── Available data ──

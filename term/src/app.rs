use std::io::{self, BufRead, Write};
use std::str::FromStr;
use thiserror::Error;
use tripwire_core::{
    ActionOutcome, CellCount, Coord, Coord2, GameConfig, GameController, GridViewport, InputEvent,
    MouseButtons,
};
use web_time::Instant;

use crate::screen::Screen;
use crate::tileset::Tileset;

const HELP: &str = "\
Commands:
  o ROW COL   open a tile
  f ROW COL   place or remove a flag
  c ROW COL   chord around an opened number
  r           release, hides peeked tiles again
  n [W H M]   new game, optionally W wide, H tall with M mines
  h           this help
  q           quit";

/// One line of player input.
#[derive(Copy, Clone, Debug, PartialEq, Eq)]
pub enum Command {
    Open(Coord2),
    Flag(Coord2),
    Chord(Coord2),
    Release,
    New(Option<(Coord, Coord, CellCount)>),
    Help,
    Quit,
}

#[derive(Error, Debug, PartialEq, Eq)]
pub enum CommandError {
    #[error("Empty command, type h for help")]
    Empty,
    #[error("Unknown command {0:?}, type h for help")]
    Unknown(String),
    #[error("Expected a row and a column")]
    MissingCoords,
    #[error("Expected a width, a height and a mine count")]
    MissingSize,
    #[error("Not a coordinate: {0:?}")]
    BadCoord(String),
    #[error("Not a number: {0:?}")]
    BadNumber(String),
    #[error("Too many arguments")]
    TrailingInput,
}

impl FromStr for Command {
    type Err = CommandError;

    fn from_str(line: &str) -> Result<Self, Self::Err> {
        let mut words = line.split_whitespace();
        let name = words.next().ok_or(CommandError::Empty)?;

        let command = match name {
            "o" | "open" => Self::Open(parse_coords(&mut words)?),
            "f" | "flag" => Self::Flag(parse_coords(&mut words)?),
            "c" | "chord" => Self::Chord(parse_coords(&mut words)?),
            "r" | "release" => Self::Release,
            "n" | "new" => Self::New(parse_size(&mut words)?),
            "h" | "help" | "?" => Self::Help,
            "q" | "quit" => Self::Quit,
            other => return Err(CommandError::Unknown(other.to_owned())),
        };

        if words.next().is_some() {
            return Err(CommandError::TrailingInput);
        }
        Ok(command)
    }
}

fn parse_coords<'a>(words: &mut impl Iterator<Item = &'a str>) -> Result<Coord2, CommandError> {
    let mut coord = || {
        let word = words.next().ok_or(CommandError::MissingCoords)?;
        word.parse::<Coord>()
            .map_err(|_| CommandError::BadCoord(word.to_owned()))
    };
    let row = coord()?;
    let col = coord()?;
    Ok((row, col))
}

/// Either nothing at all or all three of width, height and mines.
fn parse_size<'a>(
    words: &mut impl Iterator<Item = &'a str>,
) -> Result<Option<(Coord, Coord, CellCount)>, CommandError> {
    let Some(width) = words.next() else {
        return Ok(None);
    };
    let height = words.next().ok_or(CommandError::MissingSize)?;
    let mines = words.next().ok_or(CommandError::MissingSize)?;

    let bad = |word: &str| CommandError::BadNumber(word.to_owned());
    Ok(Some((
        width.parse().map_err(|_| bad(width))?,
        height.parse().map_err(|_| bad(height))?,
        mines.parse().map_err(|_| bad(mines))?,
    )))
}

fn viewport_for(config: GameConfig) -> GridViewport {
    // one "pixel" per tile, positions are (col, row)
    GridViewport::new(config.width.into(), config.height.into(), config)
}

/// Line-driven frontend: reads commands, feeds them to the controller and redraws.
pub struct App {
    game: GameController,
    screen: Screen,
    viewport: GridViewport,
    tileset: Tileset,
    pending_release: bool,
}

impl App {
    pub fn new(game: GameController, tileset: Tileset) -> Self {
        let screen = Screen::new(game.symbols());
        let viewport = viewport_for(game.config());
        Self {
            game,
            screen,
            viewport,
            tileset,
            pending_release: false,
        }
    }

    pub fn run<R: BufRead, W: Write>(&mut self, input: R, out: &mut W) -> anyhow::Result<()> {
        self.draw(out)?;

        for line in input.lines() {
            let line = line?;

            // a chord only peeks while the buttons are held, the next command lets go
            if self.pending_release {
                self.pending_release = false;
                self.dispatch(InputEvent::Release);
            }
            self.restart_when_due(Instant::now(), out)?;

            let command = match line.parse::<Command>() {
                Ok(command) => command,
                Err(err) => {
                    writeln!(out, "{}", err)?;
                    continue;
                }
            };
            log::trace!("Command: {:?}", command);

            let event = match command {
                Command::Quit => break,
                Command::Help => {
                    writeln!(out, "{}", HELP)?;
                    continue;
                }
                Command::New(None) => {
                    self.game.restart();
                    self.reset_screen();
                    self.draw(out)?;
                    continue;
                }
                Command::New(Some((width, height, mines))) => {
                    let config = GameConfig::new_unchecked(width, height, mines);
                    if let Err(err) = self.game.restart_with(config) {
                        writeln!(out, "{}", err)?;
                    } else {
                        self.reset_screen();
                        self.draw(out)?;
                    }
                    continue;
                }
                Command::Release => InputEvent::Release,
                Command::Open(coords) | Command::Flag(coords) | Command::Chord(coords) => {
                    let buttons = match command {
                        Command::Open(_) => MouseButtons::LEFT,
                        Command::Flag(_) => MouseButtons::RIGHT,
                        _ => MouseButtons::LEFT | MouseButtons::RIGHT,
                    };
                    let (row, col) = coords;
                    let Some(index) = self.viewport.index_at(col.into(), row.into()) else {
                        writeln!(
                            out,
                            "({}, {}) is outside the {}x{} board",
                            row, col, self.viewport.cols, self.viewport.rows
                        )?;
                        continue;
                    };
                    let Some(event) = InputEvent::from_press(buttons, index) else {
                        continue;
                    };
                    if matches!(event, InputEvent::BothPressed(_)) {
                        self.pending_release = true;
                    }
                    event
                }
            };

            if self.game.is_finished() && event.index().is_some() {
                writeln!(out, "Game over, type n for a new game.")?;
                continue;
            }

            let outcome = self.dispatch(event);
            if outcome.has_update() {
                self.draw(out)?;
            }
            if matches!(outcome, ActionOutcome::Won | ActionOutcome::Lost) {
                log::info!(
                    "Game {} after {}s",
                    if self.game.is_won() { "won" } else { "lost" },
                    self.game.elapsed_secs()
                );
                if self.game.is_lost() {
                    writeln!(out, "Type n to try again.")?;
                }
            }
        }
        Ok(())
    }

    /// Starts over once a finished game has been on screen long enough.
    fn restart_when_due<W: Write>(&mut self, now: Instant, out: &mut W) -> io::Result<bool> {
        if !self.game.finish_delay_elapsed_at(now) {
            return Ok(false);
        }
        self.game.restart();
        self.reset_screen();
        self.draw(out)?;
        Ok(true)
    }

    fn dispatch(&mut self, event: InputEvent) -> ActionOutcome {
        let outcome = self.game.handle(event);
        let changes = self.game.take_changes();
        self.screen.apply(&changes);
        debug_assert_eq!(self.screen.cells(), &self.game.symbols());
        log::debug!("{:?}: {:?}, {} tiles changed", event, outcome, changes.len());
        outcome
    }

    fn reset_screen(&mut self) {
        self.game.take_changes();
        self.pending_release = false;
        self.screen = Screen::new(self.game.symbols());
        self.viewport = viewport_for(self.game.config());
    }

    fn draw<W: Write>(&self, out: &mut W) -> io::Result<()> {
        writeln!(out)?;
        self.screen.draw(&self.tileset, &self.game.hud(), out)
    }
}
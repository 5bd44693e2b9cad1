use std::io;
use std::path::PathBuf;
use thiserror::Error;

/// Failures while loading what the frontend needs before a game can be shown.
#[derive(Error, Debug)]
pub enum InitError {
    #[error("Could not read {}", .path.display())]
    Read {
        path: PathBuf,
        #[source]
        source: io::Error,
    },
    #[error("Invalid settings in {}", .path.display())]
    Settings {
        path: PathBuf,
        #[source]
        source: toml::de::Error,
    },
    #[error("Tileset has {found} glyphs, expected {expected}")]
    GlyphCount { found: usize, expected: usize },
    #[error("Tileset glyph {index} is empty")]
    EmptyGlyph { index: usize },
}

───

Beginning at the line with "pub fn new(game: GameController, tileset: Tileset)" and ending at the line with "Command::New(Some((width, height, mines)))", reproduce each line of the data above exactly, and add no other lines.

    pub fn new(game: GameController, tileset: Tileset) -> Self {
        let screen = Screen::new(game.symbols());
        let viewport = viewport_for(game.config());
        Self {
            game,
            screen,
            viewport,
            tileset,
            pending_release: false,
        }
    }

    pub fn run<R: BufRead, W: Write>(&mut self, input: R, out: &mut W) -> anyhow::Result<()> {
        self.draw(out)?;

        for line in input.lines() {
            let line = line?;

            // a chord only peeks while the buttons are held, the next command lets go
            if self.pending_release {
                self.pending_release = false;
                self.dispatch(InputEvent::Release);
            }
            self.restart_when_due(Instant::now(), out)?;

            let command = match line.parse::<Command>() {
                Ok(command) => command,
                Err(err) => {
                    writeln!(out, "{}", err)?;
                    continue;
                }
            };
            log::trace!("Command: {:?}", command);

            let event = match command {
                Command::Quit => break,
                Command::Help => {
                    writeln!(out, "{}", HELP)?;
                    continue;
                }
                Command::New(None) => {
                    self.game.restart();
                    self.reset_screen();
                    self.draw(out)?;
                    continue;
                }
                Command::New(Some((width, height, mines))) => {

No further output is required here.